Barat mendominasi dunia dengan hard power (penjajahan fisik), hingga mereka berhasil meraih kedudukan. Namun, kenyataannya mereka dihadapkan pada masalah baru berupa kegagalan dalam pemerataan ekonomi. Hal ini lantas mendorong Barat berubah haluan untuk menjiplak konsep sosialisme demi pemerataan ekonomi.
Pada prinsipnya, keadilan sosial dalam kacamata kapitalisme diwujudkan dengan cara memberikan bantuan subsidi kepada kalangan bawah (warga miskin) agar tetap survive dalam kehidupan. Namun, semua ini hanyalah tambal sulam dari kesalahan penerapan sistem ekonomi kapitalistik.
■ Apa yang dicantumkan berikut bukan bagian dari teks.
use std::fmt;

use chrono::{DateTime, Utc};
use futures::TryStreamExt;
use mongodb::bson::{doc, oid::ObjectId, Document};
use serde::{de::DeserializeOwned, Deserialize, Serialize};

use crate::db::mongo::Store;

#[derive(Debug)]
pub enum StoreError {
    InvalidId(String),
    NotFound(&'static str),
    Invalid(String),
    Database(mongodb::error::Error),
}

impl fmt::Display for StoreError {
    fn fmt(&self, f: &mut fmt::Formatter<'_>) -> fmt::Result {
        match self {
            StoreError::InvalidId(id) => write!(f, "Invalid ID: {}", id),
            StoreError::NotFound(label) => write!(f, "{} not found", label),
            StoreError::Invalid(reason) => write!(f, "Invalid record: {}", reason),
            StoreError::Database(err) => write!(f, "Database error: {}", err),
        }
    }
}

impl std::error::Error for StoreError {}

impl From<mongodb::error::Error> for StoreError {
    fn from(err: mongodb::error::Error) -> Self {
        StoreError::Database(err)
    }
}

/// Query-string filters shared by the list endpoints. Each record type
/// decides which ones it honours.
#[derive(Debug, Deserialize, Default, Clone)]
pub struct ListParams {
    pub quote_id: Option<String>,
    pub status: Option<String>,
}

/// A document stored in its own collection with an `_id` and timestamps.
pub trait Record: Serialize + DeserializeOwned + Send + Sync + Unpin + 'static {
    const COLLECTION: &'static str;
    /// Used in "<label> not found" messages.
    const LABEL: &'static str;

    fn id(&self) -> Option<ObjectId>;
    fn set_id(&mut self, id: Option<ObjectId>);
    fn set_timestamps(&mut self, created_at: Option<DateTime<Utc>>, updated_at: DateTime<Utc>);
    fn created_at(&self) -> Option<DateTime<Utc>>;

    fn sort() -> Document {
        doc! { "created_at": -1 }
    }

    fn list_filter(_params: &ListParams) -> Document {
        doc! {}
    }

    fn validate(&self) -> Result<(), String> {
        Ok(())
    }
}

pub fn parse_id(id: &str) -> Result<ObjectId, StoreError> {
    ObjectId::parse_str(id).map_err(|_| StoreError::InvalidId(id.to_string()))
}

pub async fn list<T: Record>(store: &Store, params: &ListParams) -> Result<Vec<T>, StoreError> {
    let collection = store.collection::<T>(T::COLLECTION);
    let cursor = collection
        .find(T::list_filter(params))
        .sort(T::sort())
        .await?;
    Ok(cursor.try_collect::<Vec<T>>().await?)
}

pub async fn get<T: Record>(store: &Store, id: &str) -> Result<T, StoreError> {
    let oid = parse_id(id)?;
    let collection = store.collection::<T>(T::COLLECTION);
    collection
        .find_one(doc! { "_id": oid })
        .await?
        .ok_or(StoreError::NotFound(T::LABEL))
}

/// Insert and return the record as stored, with its new id.
pub async fn create<T: Record>(store: &Store, mut record: T) -> Result<T, StoreError> {
    record.validate().map_err(StoreError::Invalid)?;

    let now = Utc::now();
    record.set_id(None);
    record.set_timestamps(Some(now), now);

    let collection = store.collection::<T>(T::COLLECTION);
    let result = collection.insert_one(&record).await?;
    record.set_id(result.inserted_id.as_object_id());
    Ok(record)
}

/// Replace the record with `id`, keeping its creation time.
pub async fn update<T: Record>(store: &Store, id: &str, mut record: T) -> Result<T, StoreError> {
    record.validate().map_err(StoreError::Invalid)?;

    let existing: T = get(store, id).await?;
    let oid = parse_id(id)?;
    record.set_id(Some(oid));
    record.set_timestamps(existing.created_at(), Utc::now());

    replace(store, &record).await?;
    Ok(record)
}

/// Write back a record that already carries its id.
pub async fn replace<T: Record>(store: &Store, record: &T) -> Result<(), StoreError> {
    let oid = record.id().ok_or(StoreError::NotFound(T::LABEL))?;
    let collection = store.collection::<T>(T::COLLECTION);
    let result = collection.replace_one(doc! { "_id": oid }, record).await?;
    if result.matched_count == 0 {
        return Err(StoreError::NotFound(T::LABEL));
    }
    Ok(())
}

pub async fn delete<T: Record>(store: &Store, id: &str) -> Result<(), StoreError> {
    let oid = parse_id(id)?;
    let collection = store.collection::<T>(T::COLLECTION);
    let result = collection.delete_one(doc! { "_id": oid }).await?;
    if result.deleted_count == 0 {
        return Err(StoreError::NotFound(T::LABEL));
    }
    Ok(())
}

#[cfg(test)]
mod tests {
    use super::*;

    #[test]
    fn test_parse_id() {
        let oid = ObjectId::new();
        assert_eq!(parse_id(&oid.to_hex()).unwrap(), oid);
        assert!(matches!(
            parse_id("not-an-id"),
            Err(StoreError::InvalidId(id)) if id == "not-an-id"
        ));
    }

    #[test]
    fn test_error_messages() {
        assert_eq!(StoreError::NotFound("Hotel").to_string(), "Hotel not found");
        assert_eq!(
            StoreError::Invalid("name is required".to_string()).to_string(),
            "Invalid record: name is required"
        );
    }
}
Hingga timbul ketimpangan sosial dan jurang pemisah antara konglomerat dengan rakyat jelata.
Salah satu penyebabnya ialah adanya kebebasan kepemilikan atau legalitas privatisasi. Kekayaan alam yang sejatinya bisa dinikmati oleh seluruh masyarakat, nyatanya hanya dikuasi oleh segelintir elit korporasi. Pada akhirnya, bantuan kecil hanya terasa sesaat, sementara masih banyak kebutuhan pokok yang sulit terpenuhi dan pelayanan publik dengan berbagai keribetan birokrasi atau administrasi. Progam pemerataan pun selamanya hanya ilusi.
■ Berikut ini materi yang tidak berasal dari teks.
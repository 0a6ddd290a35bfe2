use chrono::{NaiveDate, Utc};
use rand::{distributions::Alphanumeric, Rng};

use crate::config::PricingConfig;
use crate::models::{
    catalog::BankAccount,
    quote::{QuoteDraft, QuoteResponse, QuoteStatus, SavedQuote},
};
use crate::services::{
    occupancy_service::QuoteError,
    pricing_service::PricingService,
    quote_document_service::{self, DocumentContext},
};

/// QT-YYMMDD-XXXX with an uppercase alphanumeric suffix.
pub fn generate_reference(date: NaiveDate) -> String {
    let suffix: String = rand::thread_rng()
        .sample_iter(&Alphanumeric)
        .take(4)
        .map(char::from)
        .collect::<String>()
        .to_uppercase();
    format!("QT-{}-{}", date.format("%y%m%d"), suffix)
}

/// Price a draft and render both documents from the same calculation.
pub fn build_documents(
    draft: &QuoteDraft,
    config: &PricingConfig,
    reference: &str,
    bank_account: Option<&BankAccount>,
) -> Result<QuoteResponse, QuoteError> {
    let calculation = PricingService::calculate(draft, config)?;
    let ctx = DocumentContext {
        reference,
        client_name: &draft.client_name,
        inclusions: &draft.inclusions,
        bank_account,
    };
    let html = quote_document_service::render_html(&calculation, &ctx);
    let breakdown = quote_document_service::render_breakdown(&calculation);

    Ok(QuoteResponse {
        calculation,
        html,
        breakdown,
    })
}

pub fn new_saved_quote(
    draft: QuoteDraft,
    config: &PricingConfig,
    created_by: Option<String>,
    bank_account: Option<&BankAccount>,
) -> Result<SavedQuote, QuoteError> {
    let now = Utc::now();
    let reference = generate_reference(now.date_naive());
    let documents = build_documents(&draft, config, &reference, bank_account)?;

    Ok(SavedQuote {
        id: None,
        reference,
        draft,
        calculation: documents.calculation,
        html: documents.html,
        breakdown: documents.breakdown,
        status: QuoteStatus::Draft,
        created_by,
        created_at: Some(now),
        updated_at: Some(now),
    })
}

/// Replace the draft of a stored quote, re-pricing and re-rendering so the
/// stored documents always match it.
pub fn revise_quote(
    quote: &mut SavedQuote,
    draft: QuoteDraft,
    config: &PricingConfig,
    bank_account: Option<&BankAccount>,
) -> Result<(), QuoteError> {
    let documents = build_documents(&draft, config, &quote.reference, bank_account)?;
    quote.draft = draft;
    quote.calculation = documents.calculation;
    quote.html = documents.html;
    quote.breakdown = documents.breakdown;
    quote.updated_at = Some(Utc::now());
    Ok(())
}

#[cfg(test)]
mod tests {
    use super::*;
    use crate::models::{
        pax::{OccupancySelection, PaxComposition, StayPeriod},
        quote::{AddOns, HotelChoice},
    };

    fn draft(adults: u32) -> QuoteDraft {
        QuoteDraft {
            client_name: "Okafor".to_string(),
            stay: StayPeriod::new(
                NaiveDate::from_ymd_opt(2025, 11, 1).unwrap(),
                NaiveDate::from_ymd_opt(2025, 11, 5).unwrap(),
            ),
            pax: PaxComposition::new(adults, 0, 0, 0),
            occupancy: OccupancySelection::Rooms {
                single: false,
                double: true,
                triple: false,
            },
            hotel: Some(HotelChoice {
                hotel_id: None,
                name: "JBR Suites".to_string(),
                rate: 640.0,
                extra_bed_rate: 0.0,
            }),
            tours: Vec::new(),
            add_ons: AddOns::default(),
            inclusions: Vec::new(),
        }
    }

    #[test]
    fn test_reference_format() {
        let date = NaiveDate::from_ymd_opt(2025, 3, 9).unwrap();
        let reference = generate_reference(date);
        assert!(reference.starts_with("QT-250309-"));
        assert_eq!(reference.len(), "QT-250309-".len() + 4);
        assert!(reference[10..]
            .chars()
            .all(|c| c.is_ascii_digit() || c.is_ascii_uppercase()));
    }

    #[test]
    fn test_saved_quote_documents_match_calculation() {
        let quote = new_saved_quote(draft(2), &PricingConfig::default(), None, None).unwrap();
        assert_eq!(quote.status, QuoteStatus::Draft);
        assert!(quote.html.contains(&quote.reference));
        // 640 x 4 / 2
        assert_eq!(quote.calculation.options[0].adult.aed, 1280.0);
        assert!(quote.breakdown.ends_with("Total - 1280"));
    }

    #[test]
    fn test_revise_rerenders_everything() {
        let mut quote = new_saved_quote(draft(2), &PricingConfig::default(), None, None).unwrap();
        let reference = quote.reference.clone();

        let mut changed = draft(2);
        changed.hotel.as_mut().unwrap().rate = 800.0;
        revise_quote(&mut quote, changed.clone(), &PricingConfig::default(), None).unwrap();

        assert_eq!(quote.reference, reference);
        assert_eq!(quote.draft, changed);
        assert_eq!(quote.calculation.options[0].adult.aed, 1600.0);
        assert!(quote.breakdown.ends_with("Total - 1600"));
        assert!(quote.html.contains("AED 1600"));
    }

    #[test]
    fn test_revise_keeps_old_quote_on_error() {
        let mut quote = new_saved_quote(draft(2), &PricingConfig::default(), None, None).unwrap();
        let before = quote.breakdown.clone();
        assert_eq!(
            revise_quote(&mut quote, draft(0), &PricingConfig::default(), None),
            Err(QuoteError::NoTravellers)
        );
        assert_eq!(quote.breakdown, before);
    }
}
Ironisnya, ternyata Konsep ini pula yang dijalankan Indonesia dalam sekup keadilan sosial sesuai poin kelima pancasila. Langkah yang ditempuh juga selaras dengan arah pandang kebijakan lembaga internasional dalam mewujudkan keadilan sosial, seperti pemberian subsidi dan jaminan sosial.
Akan tetapi, lagi-lagi semua hanya ilusi. Benturan antar kebijakan menjadi hal yang lumrah terjadi. Coba tengok kondisi saat ini, rakyat harus antre panjang demi mendapat subsidi minyak goreng atau bantuan sosial lainnya. Sementara, kartel minyak bebas menimbun hingga korporasi bebas memonopoli.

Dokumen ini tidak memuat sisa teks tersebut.